Word clouds exist to aid in the problem of comprehending extremely large and complex masses of information concerning the words they display. Examples abound of sets of data of sufficient complexity to be unimaginable in their entirety. Human intuition works very well when comparing two or three categories of data; for example, the relationship between height and weight in a population, which can be depicted with a two-dimensional Cartesian graph, or the relationship between height, weight, and longevity, which requires a three-dimensional graph; it may be hard to draw, but it is not particularly taxing to the imagination. However, it is quite common to encounter a database table that contains a hundred or more columns, each recording a different category of facts about the subject of study. To depict every relationship between all of the categories of data in a hundred-columned table would require a hundred-dimensional graph, or a graph with not only an x-axis, a y-axis, and a z-axis, but 97 other axes; even if there were a way to draw such a graph in its entirety, the result would be totally incomprehensible to even the most adept mind at spatial reasoning.

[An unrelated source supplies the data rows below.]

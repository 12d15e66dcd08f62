//! Daemon Lifecycle Management
//!
//! Handles daemon startup, shutdown, and single-instance guarantees.

use std::fs::OpenOptions;
use std::io::Write;
use std::path::{Path, PathBuf};

use anyhow::{Context, Result};
use tokio::signal;
use tokio::signal::unix::{signal as unix_signal, SignalKind};
use tokio::sync::broadcast;
use tracing::{info, warn};

use crate::cache::BoundedCache;
use crate::config::Config;
use crate::index::DocumentIndex;
use crate::search::SearchDispatcher;

use super::channel::RequestChannel;
use super::handler::RequestHandler;
use super::metrics::DaemonMetrics;
use super::server::{IpcServer, ServerExit};

/// PID file for single-instance guarantee
const PID_FILE_NAME: &str = "docindex.pid";

/// Daemon instance managing all components
pub struct Daemon {
    config: Config,
    server: IpcServer,
    shutdown_tx: broadcast::Sender<()>,
    shutdown_rx: broadcast::Receiver<()>,
    pid_file_path: PathBuf,
}

impl Daemon {
    /// Start the daemon
    ///
    /// Only a held lock or a request channel that cannot be created is fatal.
    pub async fn start(config: Config) -> Result<Self> {
        info!("Starting docindex daemon");

        // Acquire single-instance lock
        let pid_file_path = config.server.data_dir.join(PID_FILE_NAME);
        Self::acquire_lock(&pid_file_path)?;

        match Self::init_server(&config) {
            Ok(server) => {
                let (shutdown_tx, shutdown_rx) = broadcast::channel(4);
                Ok(Self {
                    config,
                    server,
                    shutdown_tx,
                    shutdown_rx,
                    pid_file_path,
                })
            }
            Err(e) => {
                let _ = Self::release_lock(&pid_file_path);
                Err(e)
            }
        }
    }

    fn init_server(config: &Config) -> Result<IpcServer> {
        let document_folder = &config.server.document_folder;
        if let Err(e) = std::fs::create_dir_all(document_folder) {
            warn!(
                "Failed to create document folder {}: {}",
                document_folder.display(),
                e
            );
        }

        let index = DocumentIndex::open(&config.index.file, config.index.capacity);
        let cache = BoundedCache::new(config.cache.capacity);
        let search = SearchDispatcher::new(document_folder, config.search.max_workers);
        let handler = RequestHandler::new(
            index,
            search,
            Box::new(cache),
            config.search.default_workers,
            DaemonMetrics::shared(),
        );

        let channel = RequestChannel::create(&config.server.request_channel).with_context(|| {
            format!(
                "Failed to create request channel {}",
                config.server.request_channel.display()
            )
        })?;

        info!("Daemon initialized");
        info!("Document folder: {}", document_folder.display());
        info!(
            "Index: {}/{} documents",
            handler.index().len(),
            handler.index().capacity()
        );
        info!("Cache size: {}", config.cache.capacity);

        Ok(IpcServer::new(channel, handler, config.server.reply_timeout()))
    }

    /// Sender that stops the dispatch loop when fired
    pub fn shutdown_sender(&self) -> broadcast::Sender<()> {
        self.shutdown_tx.clone()
    }

    pub fn request_channel(&self) -> &Path {
        self.server.channel_path()
    }

    /// Run the daemon until SHUTDOWN or a termination signal, then clean up
    pub async fn run(mut self) -> Result<()> {
        info!("Daemon running");

        let signal_tx = self.shutdown_tx.clone();
        let signal_task = tokio::spawn(async move {
            tokio::select! {
                _ = signal::ctrl_c() => info!("Received Ctrl+C, shutting down"),
                _ = terminated() => info!("Received SIGTERM, shutting down"),
            }
            let _ = signal_tx.send(());
        });

        let shutdown_rx = std::mem::replace(&mut self.shutdown_rx, self.shutdown_tx.subscribe());
        let exit = self.server.run(shutdown_rx).await;
        signal_task.abort();

        match &exit {
            Ok(ServerExit::Requested) => info!("Shutdown requested via IPC"),
            Ok(ServerExit::Signalled) => {}
            Err(e) => warn!("Dispatch loop failed: {:#}", e),
        }

        self.shutdown(exit.map(|_| ()))
    }

    /// Shutdown the daemon gracefully
    fn shutdown(self, exit: Result<()>) -> Result<()> {
        info!("Shutting down daemon");

        if let Err(e) = self.server.finish(&self.config.cache.snapshot_file) {
            warn!("Failed to persist state during shutdown: {:#}", e);
        }

        // Release lock
        Self::release_lock(&self.pid_file_path)?;

        info!("Daemon shutdown complete");
        exit
    }

    /// Take the single-instance lock, replacing a PID file left by a dead process
    fn acquire_lock(pid_file_path: &Path) -> Result<()> {
        if let Some(parent) = pid_file_path.parent().filter(|p| !p.as_os_str().is_empty()) {
            std::fs::create_dir_all(parent).context("Failed to create data directory")?;
        }

        if create_pid_file(pid_file_path).context("Failed to create PID file")? {
            return Ok(());
        }

        if let Some(pid) = read_pid(pid_file_path).filter(|&pid| pid_alive(pid)) {
            anyhow::bail!(
                "Daemon is already running (PID {}). Stop it first or remove {}",
                pid,
                pid_file_path.display()
            );
        }

        warn!("Replacing stale PID file {}", pid_file_path.display());
        std::fs::remove_file(pid_file_path)?;
        if !create_pid_file(pid_file_path).context("Failed to recreate PID file")? {
            anyhow::bail!("Lost the race for {}", pid_file_path.display());
        }
        Ok(())
    }

    fn release_lock(pid_file_path: &Path) -> Result<()> {
        match std::fs::remove_file(pid_file_path) {
            Err(e) if e.kind() != std::io::ErrorKind::NotFound => Err(e.into()),
            _ => Ok(()),
        }
    }
}

/// Exclusively create the PID file holding our pid. `false` if it already exists.
fn create_pid_file(path: &Path) -> std::io::Result<bool> {
    let opened = OpenOptions::new().write(true).create_new(true).open(path);
    match opened {
        Ok(mut file) => writeln!(file, "{}", std::process::id()).map(|_| true),
        Err(e) if e.kind() == std::io::ErrorKind::AlreadyExists => Ok(false),
        Err(e) => Err(e),
    }
}

fn read_pid(pid_file_path: &Path) -> Option<u32> {
    let contents = std::fs::read_to_string(pid_file_path).ok()?;
    contents.trim().parse().ok()
}

/// Whether `pid` names a live process.
///
/// Zero and values outside `pid_t` would address process groups, so they
/// never count as running.
fn pid_alive(pid: u32) -> bool {
    let Ok(pid) = libc::pid_t::try_from(pid) else {
        return false;
    };
    if pid <= 0 {
        return false;
    }
    // Signal 0 checks existence only; EPERM means it exists under another user
    (unsafe { libc::kill(pid, 0) == 0 })
        || std::io::Error::last_os_error().raw_os_error() == Some(libc::EPERM)
}

/// Resolves once SIGTERM arrives, or never if the handler cannot be installed
async fn terminated() {
    let mut stream = match unix_signal(SignalKind::terminate()) {
        Ok(stream) => stream,
        Err(e) => {
            warn!("SIGTERM will be ignored: {}", e);
            return std::future::pending().await;
        }
    };
    stream.recv().await;
}

/// Check if the daemon is running
pub fn is_daemon_running(data_dir: &Path) -> bool {
    get_daemon_pid(data_dir).is_some()
}

/// Get the PID of the running daemon, if any
pub fn get_daemon_pid(data_dir: &Path) -> Option<u32> {
    read_pid(&data_dir.join(PID_FILE_NAME)).filter(|&pid| pid_alive(pid))
}

#[cfg(test)]
mod tests {
    use super::*;
    use tempfile::TempDir;

    fn test_config(dir: &Path) -> Config {
        let mut config = Config::default();
        config.server.request_channel = dir.join("requests");
        config.server.data_dir = dir.to_path_buf();
        config.server.document_folder = dir.join("documents");
        config.index.file = dir.join("meta_data.txt");
        config.cache.snapshot_file = dir.join("cache.json");
        config
    }

    #[test]
    fn test_pid_lock_acquire_release() {
        let temp_dir = TempDir::new().unwrap();
        let pid_path = temp_dir.path().join("test.pid");

        Daemon::acquire_lock(&pid_path).unwrap();
        assert!(pid_path.exists());
        assert_eq!(read_pid(&pid_path), Some(std::process::id()));

        Daemon::release_lock(&pid_path).unwrap();
        assert!(!pid_path.exists());
    }

    #[test]
    fn test_pid_lock_held_by_live_process() {
        let temp_dir = TempDir::new().unwrap();
        let pid_path = temp_dir.path().join("test.pid");

        Daemon::acquire_lock(&pid_path).unwrap();
        assert!(Daemon::acquire_lock(&pid_path).is_err());
    }

    #[test]
    fn test_stale_pid_lock_is_replaced() {
        let temp_dir = TempDir::new().unwrap();
        let pid_path = temp_dir.path().join("test.pid");
        std::fs::write(&pid_path, "not-a-pid\n").unwrap();

        Daemon::acquire_lock(&pid_path).unwrap();
        assert_eq!(read_pid(&pid_path), Some(std::process::id()));
    }

    #[test]
    fn test_pid_zero_or_out_of_range_is_stale() {
        let temp_dir = TempDir::new().unwrap();
        let pid_path = temp_dir.path().join("test.pid");

        for stale in ["0", "2147483648", "4294967295"] {
            std::fs::write(&pid_path, format!("{}\n", stale)).unwrap();
            assert!(!pid_alive(stale.parse().unwrap()));
            Daemon::acquire_lock(&pid_path).unwrap();
            assert_eq!(read_pid(&pid_path), Some(std::process::id()));
        }
    }

    #[test]
    fn test_release_missing_lock_is_ok() {
        let temp_dir = TempDir::new().unwrap();
        Daemon::release_lock(&temp_dir.path().join("absent.pid")).unwrap();
    }

    #[test]
    fn test_is_daemon_running() {
        let temp_dir = TempDir::new().unwrap();
        assert!(!is_daemon_running(temp_dir.path()));

        Daemon::acquire_lock(&temp_dir.path().join(PID_FILE_NAME)).unwrap();
        assert!(is_daemon_running(temp_dir.path()));
        assert_eq!(get_daemon_pid(temp_dir.path()), Some(std::process::id()));
    }

    #[tokio::test]
    async fn test_start_creates_folder_and_channel() {
        let temp_dir = TempDir::new().unwrap();
        let config = test_config(temp_dir.path());

        let daemon = Daemon::start(config.clone()).await.unwrap();
        assert!(config.server.document_folder.is_dir());
        assert!(config.server.request_channel.exists());

        daemon.shutdown_sender().send(()).unwrap();
        tokio::spawn(daemon.run()).await.unwrap().unwrap();

        assert!(!config.server.request_channel.exists());
        assert!(!temp_dir.path().join(PID_FILE_NAME).exists());
        assert!(config.index.file.exists());
    }

    #[tokio::test]
    async fn test_start_fails_without_request_channel() {
        let temp_dir = TempDir::new().unwrap();
        let mut config = test_config(temp_dir.path());
        config.server.request_channel = temp_dir.path().join("missing").join("requests");

        assert!(Daemon::start(config).await.is_err());
        assert!(!temp_dir.path().join(PID_FILE_NAME).exists());
    }
}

One way to respond to this level of complexity is to project the multiplicity of dimensions onto a two or three-dimensional space, in such a way as to preserve some aspect of the relationship between the many dimensions. The two or three dimensional space in itself may be depicted in two or three dimensions, and thus is amenable to human comprehension. By way of analogy, imagine a light shining on a cube so that its shadow is cast on a sheet of paper. When the light is shone on a single face of the cube, and the paper parallels the cube's opposite face, the shadow of the cube on the paper, or its two-dimensional projection, would be a square. If the paper faced one corner of the cube and the light shone upon the opposite vertex, the projection might appear hexagonal. A person viewing a series of such projections, while understanding how they were produced, could use them to deduce the shape of the overall cube.

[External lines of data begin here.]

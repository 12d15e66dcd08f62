//! Core types for the document catalog

use serde::{Deserialize, Serialize};
use std::fmt;

use crate::util::truncate_str;

/// Unique identifier for a document. Assigned from 1 upwards, never reused.
pub type DocumentId = u32;

/// Maximum stored title length in bytes
pub const MAX_TITLE: usize = 200;
/// Maximum stored authors length in bytes
pub const MAX_AUTHORS: usize = 200;
/// Maximum stored year length in bytes
pub const MAX_YEAR: usize = 4;
/// Maximum stored path length in bytes
pub const MAX_PATH: usize = 64;

// ============================================================================
// Documents
// ============================================================================

/// Metadata supplied when adding a document, before an id is assigned
#[derive(Debug, Clone, PartialEq, Eq, Serialize, Deserialize)]
pub struct NewDocument {
    pub title: String,
    pub authors: String,
    pub year: String,
    /// Path relative to the configured document folder
    pub path: String,
}

impl NewDocument {
    pub fn new(
        title: impl Into<String>,
        authors: impl Into<String>,
        year: impl Into<String>,
        path: impl Into<String>,
    ) -> Self {
        Self {
            title: title.into(),
            authors: authors.into(),
            year: year.into(),
            path: path.into(),
        }
    }
}

/// A live catalog entry
#[derive(Debug, Clone, PartialEq, Eq, Serialize, Deserialize)]
pub struct DocumentRecord {
    pub id: DocumentId,
    pub title: String,
    pub authors: String,
    pub year: String,
    pub path: String,
}

impl DocumentRecord {
    /// Build a record, truncating every field to its bound.
    pub fn new(id: DocumentId, doc: NewDocument) -> Self {
        Self {
            id,
            title: truncate_str(&doc.title, MAX_TITLE),
            authors: truncate_str(&doc.authors, MAX_AUTHORS),
            year: truncate_str(&doc.year, MAX_YEAR),
            path: truncate_str(&doc.path, MAX_PATH),
        }
    }
}

impl fmt::Display for DocumentRecord {
    fn fmt(&self, f: &mut fmt::Formatter<'_>) -> fmt::Result {
        write!(
            f,
            "Title: {}\nAuthors: {}\nYear: {}\nPath: {}",
            self.title, self.authors, self.year, self.path
        )
    }
}

// ============================================================================
// Search Results
// ============================================================================

/// Ids of documents that matched a keyword search.
///
/// Ordered by shard, then by position in the index at scan time. The order is
/// part of the wire contract and is never re-sorted by id.
#[derive(Debug, Clone, Default, PartialEq, Eq, Serialize, Deserialize)]
pub struct SearchResult {
    ids: Vec<DocumentId>,
}

impl SearchResult {
    pub fn new(ids: Vec<DocumentId>) -> Self {
        Self { ids }
    }

    /// Concatenate partial results in the order given
    pub fn merge(parts: impl IntoIterator<Item = Vec<DocumentId>>) -> Self {
        Self {
            ids: parts.into_iter().flatten().collect(),
        }
    }

    pub fn ids(&self) -> &[DocumentId] {
        &self.ids
    }

    pub fn len(&self) -> usize {
        self.ids.len()
    }

    pub fn is_empty(&self) -> bool {
        self.ids.is_empty()
    }
}

impl fmt::Display for SearchResult {
    fn fmt(&self, f: &mut fmt::Formatter<'_>) -> fmt::Result {
        f.write_str("[")?;
        for (i, id) in self.ids.iter().enumerate() {
            if i > 0 {
                f.write_str(", ")?;
            }
            write!(f, "{}", id)?;
        }
        f.write_str("]")
    }
}
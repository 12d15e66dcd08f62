//! Keyword search over document files
//!
//! - Contiguous shard partitioning of the catalog
//! - Concurrent per-shard scanning with an order-stable merge
//! - Single-document line counting

mod dispatcher;
mod line_count;
pub mod scanner;
mod shard;

pub use dispatcher::{clamp_workers, SearchDispatcher, SearchOutcome};
pub use line_count::count_lines;
pub use shard::{partition, SearchShard};
//! Line-count worker
//!
//! Counts the lines of one document that contain a keyword, on a dedicated
//! blocking task. Any failure to run or read yields a count of zero.

use std::path::PathBuf;

use tracing::warn;

use super::scanner;

/// Count matching lines in the file at `path`.
pub async fn count_lines(path: PathBuf, keyword: String) -> usize {
    let shown = path.display().to_string();
    let joined = tokio::task::spawn_blocking(move || scanner::file_line_count(&path, &keyword)).await;

    match joined {
        Ok(Ok(count)) => count,
        Ok(Err(e)) => {
            warn!("Line count failed to read {}: {}", shown, e);
            0
        }
        Err(e) => {
            warn!("Line count worker for {} failed: {}", shown, e);
            0
        }
    }
}
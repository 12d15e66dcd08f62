//! Fan-out/fan-in keyword search
//!
//! Small requests take a single sequential pass. Otherwise the document list
//! is split into shards, each shard is scanned on its own blocking task, and
//! partial results are concatenated in shard order once every task is done.

use std::path::{Path, PathBuf};
use std::sync::Arc;
use std::time::{Duration, Instant};

use futures::future::join_all;
use tracing::{debug, warn};

use super::scanner;
use super::shard::{partition, SearchShard};
use crate::types::{DocumentId, DocumentRecord, SearchResult};

/// Clamp a requested worker count into `[1, max_workers]`
pub fn clamp_workers(requested: i64, max_workers: usize) -> usize {
    let max_workers = max_workers.max(1);
    if requested < 1 {
        1
    } else {
        usize::try_from(requested).map_or(max_workers, |n| n.min(max_workers))
    }
}

/// One document to scan, resolved against the document folder
#[derive(Debug, Clone)]
struct ScanTarget {
    id: DocumentId,
    path: PathBuf,
}

/// Result of a single search invocation
#[derive(Debug, Clone)]
pub struct SearchOutcome {
    pub result: SearchResult,
    /// Number of workers actually used (1 for the sequential path)
    pub workers: usize,
    /// Workers that panicked or could not be joined
    pub failed_workers: usize,
    pub elapsed: Duration,
}

/// Runs keyword searches over a snapshot of the catalog
#[derive(Debug, Clone)]
pub struct SearchDispatcher {
    document_root: PathBuf,
    max_workers: usize,
}

impl SearchDispatcher {
    pub fn new(document_root: impl Into<PathBuf>, max_workers: usize) -> Self {
        Self {
            document_root: document_root.into(),
            max_workers: max_workers.max(1),
        }
    }

    pub fn document_root(&self) -> &Path {
        &self.document_root
    }

    pub fn max_workers(&self) -> usize {
        self.max_workers
    }

    /// Resolve a document's stored path against the document folder
    pub fn resolve(&self, record: &DocumentRecord) -> PathBuf {
        self.document_root.join(&record.path)
    }

    /// Search `documents` for `keyword` using up to `workers` workers.
    pub async fn search(
        &self,
        documents: &[DocumentRecord],
        keyword: &str,
        workers: usize,
    ) -> SearchOutcome {
        let start = Instant::now();
        let workers = workers.clamp(1, self.max_workers);
        let targets: Arc<[ScanTarget]> = documents
            .iter()
            .map(|record| ScanTarget {
                id: record.id,
                path: self.resolve(record),
            })
            .collect();
        let keyword: Arc<str> = Arc::from(keyword);

        let (parts, used, failed) = if workers <= 1 || targets.len() <= 1 {
            let shard = partition(targets.len(), 1)[0];
            let (parts, failed) = run_workers(&targets, &keyword, vec![shard]).await;
            (parts, 1, failed)
        } else {
            // No point spawning workers for empty shards
            let used = workers.min(targets.len());
            let shards = partition(targets.len(), used);
            let (parts, failed) = run_workers(&targets, &keyword, shards).await;
            (parts, used, failed)
        };

        let result = SearchResult::merge(parts);
        let elapsed = start.elapsed();
        debug!(
            "Search '{}' over {} documents with {} workers: {} matches in {:?}",
            keyword,
            targets.len(),
            used,
            result.len(),
            elapsed
        );

        SearchOutcome {
            result,
            workers: used,
            failed_workers: failed,
            elapsed,
        }
    }
}

/// Scan one shard sequentially, keeping shard-local order.
fn scan_shard(targets: &[ScanTarget], shard: SearchShard, keyword: &str) -> Vec<DocumentId> {
    targets[shard.start..shard.end]
        .iter()
        .filter(|target| scanner::file_contains(&target.path, keyword))
        .map(|target| target.id)
        .collect()
}

/// Spawn one blocking task per shard and wait for all of them.
///
/// Returns partial results in shard order; a task that fails to complete
/// contributes an empty part.
async fn run_workers(
    targets: &Arc<[ScanTarget]>,
    keyword: &Arc<str>,
    shards: Vec<SearchShard>,
) -> (Vec<Vec<DocumentId>>, usize) {
    let handles = shards.into_iter().map(|shard| {
        let targets = Arc::clone(targets);
        let keyword = Arc::clone(keyword);
        tokio::task::spawn_blocking(move || scan_shard(&targets, shard, &keyword))
    });

    let mut failed = 0;
    let parts: Vec<Vec<DocumentId>> = join_all(handles)
        .await
        .into_iter()
        .enumerate()
        .map(|(i, joined)| match joined {
            Ok(ids) => ids,
            Err(e) => {
                warn!("Search worker {} failed: {}", i, e);
                failed += 1;
                Vec::new()
            }
        })
        .collect();

    (parts, failed)
}

#[cfg(test)]
mod tests {
    use super::*;
    use crate::types::NewDocument;
    use std::collections::BTreeSet;
    use tempfile::TempDir;

    fn corpus(dir: &Path, files: &[(&str, &str)]) -> Vec<DocumentRecord> {
        files
            .iter()
            .enumerate()
            .map(|(i, (name, content))| {
                std::fs::write(dir.join(name), content).unwrap();
                DocumentRecord::new(
                    i as DocumentId + 1,
                    NewDocument::new(*name, "Author", "2000", *name),
                )
            })
            .collect()
    }

    #[test]
    fn test_clamp_workers() {
        assert_eq!(clamp_workers(-3, 8), 1);
        assert_eq!(clamp_workers(0, 8), 1);
        assert_eq!(clamp_workers(5, 8), 5);
        assert_eq!(clamp_workers(50, 8), 8);
        assert_eq!(clamp_workers(i64::MAX, 8), 8);
    }

    #[tokio::test]
    async fn test_apple_scenario() {
        let dir = TempDir::new().unwrap();
        let docs = corpus(
            dir.path(),
            &[
                ("Intro.pdf", "an apple a day\nkeeps it away\n"),
                ("Notes.pdf", "pears only\n"),
            ],
        );
        let dispatcher = SearchDispatcher::new(dir.path(), 8);

        let seq = dispatcher.search(&docs, "apple", 1).await;
        assert_eq!(seq.result.ids(), &[1]);
        assert_eq!(seq.workers, 1);

        let par = dispatcher.search(&docs, "apple", 4).await;
        assert_eq!(par.result.ids(), &[1]);
        assert_eq!(par.workers, 2);

        assert!(dispatcher.search(&docs, "banana", 1).await.result.is_empty());
    }

    #[tokio::test]
    async fn test_worker_count_does_not_change_match_set() {
        let dir = TempDir::new().unwrap();
        let files: Vec<(String, String)> = (0..23)
            .map(|i| {
                let body = if i % 3 == 0 { "has keyword\n" } else { "plain\n" };
                (format!("doc{}.txt", i), body.to_string())
            })
            .collect();
        let refs: Vec<(&str, &str)> = files.iter().map(|(n, b)| (n.as_str(), b.as_str())).collect();
        let docs = corpus(dir.path(), &refs);
        let dispatcher = SearchDispatcher::new(dir.path(), 8);

        let baseline: BTreeSet<DocumentId> = dispatcher
            .search(&docs, "keyword", 1)
            .await
            .result
            .ids()
            .iter()
            .copied()
            .collect();
        assert_eq!(baseline.len(), 8);

        for workers in 2..=8 {
            let outcome = dispatcher.search(&docs, "keyword", workers).await;
            let set: BTreeSet<DocumentId> = outcome.result.ids().iter().copied().collect();
            assert_eq!(set, baseline, "workers={}", workers);
            assert_eq!(outcome.failed_workers, 0);
        }
    }

    #[tokio::test]
    async fn test_results_follow_index_order_not_id_order() {
        let dir = TempDir::new().unwrap();
        std::fs::write(dir.path().join("a.txt"), "match").unwrap();
        std::fs::write(dir.path().join("b.txt"), "match").unwrap();
        std::fs::write(dir.path().join("c.txt"), "match").unwrap();
        let docs = vec![
            DocumentRecord::new(9, NewDocument::new("a", "x", "2000", "a.txt")),
            DocumentRecord::new(2, NewDocument::new("b", "x", "2000", "b.txt")),
            DocumentRecord::new(5, NewDocument::new("c", "x", "2000", "c.txt")),
        ];
        let dispatcher = SearchDispatcher::new(dir.path(), 8);

        for workers in [1, 2, 3] {
            let outcome = dispatcher.search(&docs, "match", workers).await;
            assert_eq!(outcome.result.ids(), &[9, 2, 5]);
        }
    }

    #[tokio::test]
    async fn test_unreadable_documents_are_skipped() {
        let dir = TempDir::new().unwrap();
        let mut docs = corpus(dir.path(), &[("present.txt", "apple")]);
        docs.push(DocumentRecord::new(
            2,
            NewDocument::new("gone", "x", "2000", "gone.txt"),
        ));
        let dispatcher = SearchDispatcher::new(dir.path(), 8);

        let outcome = dispatcher.search(&docs, "apple", 2).await;
        assert_eq!(outcome.result.ids(), &[1]);
    }

    #[tokio::test]
    async fn test_empty_index() {
        let dir = TempDir::new().unwrap();
        let dispatcher = SearchDispatcher::new(dir.path(), 8);
        let outcome = dispatcher.search(&[], "apple", 4).await;
        assert!(outcome.result.is_empty());
        assert_eq!(outcome.workers, 1);
    }
}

Of course, to analyze a cube in this way would be unnecessary, but one way to explore a four-dimensional “cube,” defined as a four-dimensional polyhedron in which all edges are the same length and join orthogonally, is to view a series of three-dimensional figures that represent projections of the hypercube onto three dimensions. The same approach could be used to study a 100-dimensional “cube.” Likewise, while it is impossible to depict the relationship between 100 categories of data in a single comprehensible drawing, it is possible to draw relationships between any two or three categories in the set. Similarly, one may use this approach to depict relationships between two or three combinations of categories. For instance, in a data set made up of physical and demographic data concerning a group of people, one could graph height to weight ratio against blood pressure, which would be a projection of the data set onto two dimensions, one of which was a combination of two dimensions in the data set. To explore the relationships between other categories in the data set would require a different projection. The foregoing example is extremely simple. The selection of a projection, and the number of relationships that the projection can produce, can be far subtler and involve much more sophisticated mathematics.
Once the data has been projected onto a manageable set of dimensions, the challenge is to portray the information in that projection in a way that is intuitively meaningful to a person viewing the depiction. One efficient way to depict a three-dimensional set of relationships between categories of data, particularly data pertaining to texts, is with a “word cloud.” A word cloud is a kind of weighted list in which a set of words, often words taken from a particular text, is displayed as on a page, and in which at least the font size of each depicted word varies depending on some attribute concerning the word. For example, the positions of the words in the word cloud could be determined by alphabetical order, and the sizes of the words in the word cloud could depend on how frequently each word appears in a text. The positions of the words in the cloud could also be determined by size of the words, by aesthetic considerations, or by further information about relationships between the words that the designer of the word cloud wished to convey. Some word clouds use colors as well as numbers to show something about the words; a bi-chromatic word cloud, for example, could allow the viewer to see which person in a dialogue uttered a given word. A more subtle use of coloring is exemplified by collocate clouds, which use shades of color to depict how frequently a given word appears only with the word the user has provided, while the size of a given word indicates how frequently the word appears in a text within a given distance of the word provided by the user. A cloud that uses all of the attributes mentioned above to display some piece of information about a word can depict a surprising amount of data in an intuitively clear way, if properly designed.
It is hardly surprising that word clouds, which necessarily involve a lot of searching, sorting, and computation involving large volumes of data, are generally created by software, and are most often encountered in internet applications. There are many software programs available on the web or on stand-alone computers that generate various kinds of word clouds, using the design parameters described above among others. The extant word cloud generation programs have in common a tendency to produce a single view of a given word cloud, reflecting one particularly interesting way of analyzing the textual or other data the program is designed to display. While the results can be fascinating, the programs currently in existence do not permit the user to explore the underlying data sets more fully by customizing the word clouds and manipulating the data projections that form the clouds' internal basis. Thus, there remains a need for a word cloud generating program that fully exploits the word clouds' potential to bring complex data within the reach of intelligent comprehension.